> Data records:

((

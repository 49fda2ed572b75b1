//! Bakery routes.
//!
//! Bakeries follow the refetch policy: the client lists again after each
//! mutation. Creating and updating carry the embedded client rows; deleting
//! removes the bakery's clients in the same transaction.

use axum::extract::rejection::JsonRejection;
use axum::extract::{Path, State};
use axum::http::StatusCode;
use axum::Json;

use moinho_core::dashboard::FormMode;
use moinho_core::forms::{BakeryForm, EntityDraft};
use moinho_core::{Bakery, BakeryWithClients};

use super::forms::persist;
use super::{json_body, Created};
use crate::auth::AuthUser;
use crate::error::ApiError;
use crate::state::AppState;

pub async fn list(State(state): State<AppState>, user: AuthUser) -> Result<Json<Vec<Bakery>>, ApiError> {
    Ok(Json(state.db.bakeries().list(user.owner_id()).await?))
}

pub async fn get(
    State(state): State<AppState>,
    user: AuthUser,
    Path(id): Path<String>,
) -> Result<Json<BakeryWithClients>, ApiError> {
    state
        .db
        .bakeries()
        .get_with_clients(user.owner_id(), &id)
        .await?
        .map(Json)
        .ok_or_else(|| ApiError::not_found("Bakery"))
}

pub async fn create(
    State(state): State<AppState>,
    user: AuthUser,
    payload: Result<Json<BakeryForm>, JsonRejection>,
) -> Result<(StatusCode, Json<Created>), ApiError> {
    let draft = EntityDraft::Bakery(json_body(payload)?.validate()?);
    let id = persist(&state.db, user.owner_id(), &FormMode::Add, &draft).await?;
    Ok((StatusCode::CREATED, Json(Created { id })))
}

pub async fn update(
    State(state): State<AppState>,
    user: AuthUser,
    Path(id): Path<String>,
    payload: Result<Json<BakeryForm>, JsonRejection>,
) -> Result<StatusCode, ApiError> {
    let draft = EntityDraft::Bakery(json_body(payload)?.validate()?);
    persist(&state.db, user.owner_id(), &FormMode::Edit { id }, &draft).await?;
    Ok(StatusCode::NO_CONTENT)
}

pub async fn delete(
    State(state): State<AppState>,
    user: AuthUser,
    Path(id): Path<String>,
) -> Result<StatusCode, ApiError> {
    state.db.bakeries().delete(user.owner_id(), &id).await?;
    Ok(StatusCode::NO_CONTENT)
}

#[cfg(test)]
mod tests {
    use crate::test_support::{send, signup, test_app};
    use axum::http::{Method, StatusCode};
    use serde_json::json;

    #[tokio::test]
    async fn test_bakery_needs_cpf_or_cnpj() {
        let (app, _) = test_app().await;
        let (token, _) = signup(&app, "ana@moinho.app").await;

        let (status, body) = send(
            &app,
            Method::POST,
            "/api/bakeries",
            Some(&token),
            Some(json!({ "name": "Padaria Central", "postalCode": "123" })),
        )
        .await;
        assert_eq!(status, StatusCode::UNPROCESSABLE_ENTITY);
        assert!(body["fields"]["cpf"].is_array());
        assert!(body["fields"]["cnpj"].is_array());
        assert!(body["fields"]["postalCode"].is_array());
    }

    #[tokio::test]
    async fn test_delete_cascades_to_clients() {
        let (app, _) = test_app().await;
        let (token, _) = signup(&app, "ana@moinho.app").await;

        let (status, body) = send(
            &app,
            Method::POST,
            "/api/bakeries",
            Some(&token),
            Some(json!({
                "name": "Padaria Central",
                "cnpj": "12.345.678/0001-90",
                "postalCode": "01310-100",
                "clients": [{ "name": "João Silva" }, { "name": "Maria Souza", "phone": "11 99999-0000" }, { "name": "" }]
            })),
        )
        .await;
        assert_eq!(status, StatusCode::CREATED);
        let uri = format!("/api/bakeries/{}", body["id"].as_str().unwrap());

        let (_, body) = send(&app, Method::GET, &uri, Some(&token), None).await;
        assert_eq!(body["postalCode"], "01310100");
        assert_eq!(body["clients"].as_array().unwrap().len(), 2);

        let (status, _) = send(&app, Method::DELETE, &uri, Some(&token), None).await;
        assert_eq!(status, StatusCode::NO_CONTENT);

        let (_, body) = send(&app, Method::GET, "/api/clients", Some(&token), None).await;
        assert_eq!(body, json!([]));
        let (status, _) = send(&app, Method::GET, &uri, Some(&token), None).await;
        assert_eq!(status, StatusCode::NOT_FOUND);
    }
}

))

> Task to carry out: In the records above, find the lines holding "http". Copy each one.

> Response to the task:
use axum::http::StatusCode;
    use axum::http::{Method, StatusCode};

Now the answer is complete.